She returned to Birmingham to work as pastry chef at Bottega, where she absorbed Frank Stitt’s and Dolester Miles’s insistence on restraint and ingredient-first cooking. That kitchen is also where in 2010 she met Ryan O’Hara, then a line cook; they started dating two years later. Eventually, the two of them wanted something that felt like theirs, so they began with a driveway pop-up, making artisanal ice cream for friends and neighbors and feeling, as she puts it, “an incredible sense of excitement,” and gratitude for how quickly the community showed up.
Dark chocolate mousse
That driveway became Big Spoon Creamery in 2017, and then additional locations in Homewood and Huntsville.

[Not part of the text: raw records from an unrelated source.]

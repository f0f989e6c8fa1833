//! Postmortem pattern common types, IDs, and errors.
//!
//! This crate provides foundational types shared across pm-core modules:
//! - Issue candidates and persisted issue patterns
//! - Pattern and analysis-run identity types
//! - Common error types
//! - Output format specifications

pub mod error;
pub mod id;
pub mod issue;
pub mod output;
pub mod schema;

pub use error::{Error, Result};
pub use id::{PatternId, RunId};
pub use issue::{
    Category, IssueCandidate, IssuePattern, IssueSource, PatternStatus, Severity, Trend,
};
pub use output::OutputFormat;
pub use schema::SCHEMA_VERSION;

In 2025, it led to Pizza Grace, where O’Hara’s desserts now have the same job as the sourdough pies: take something familiar, don’t overcomplicate it, and make the ingredients do the work. “Much of my approach as a pastry chef is expounding on classic and familiar ideas and highlighting the best ingredients available.”
German chocolate cake.
Chocolate cake
Working with your spouse is its own kind of kitchen pressure test, and she describes it plainly: “The best part is getting to see him every day, even when our work schedules are crazy,” and “The worst part is that it is difficult to turn off work at home and just be a husband and wife.” So they do what serious operators do. They keep iterating, keep raising the bar, and, in her words, keep “evolving, being curious, pushing the envelope, and making both of them the best version possible.”
Because at Pizza Grace, dessert is not a curtain call—it is the point where O’Hara proves every course is equally important.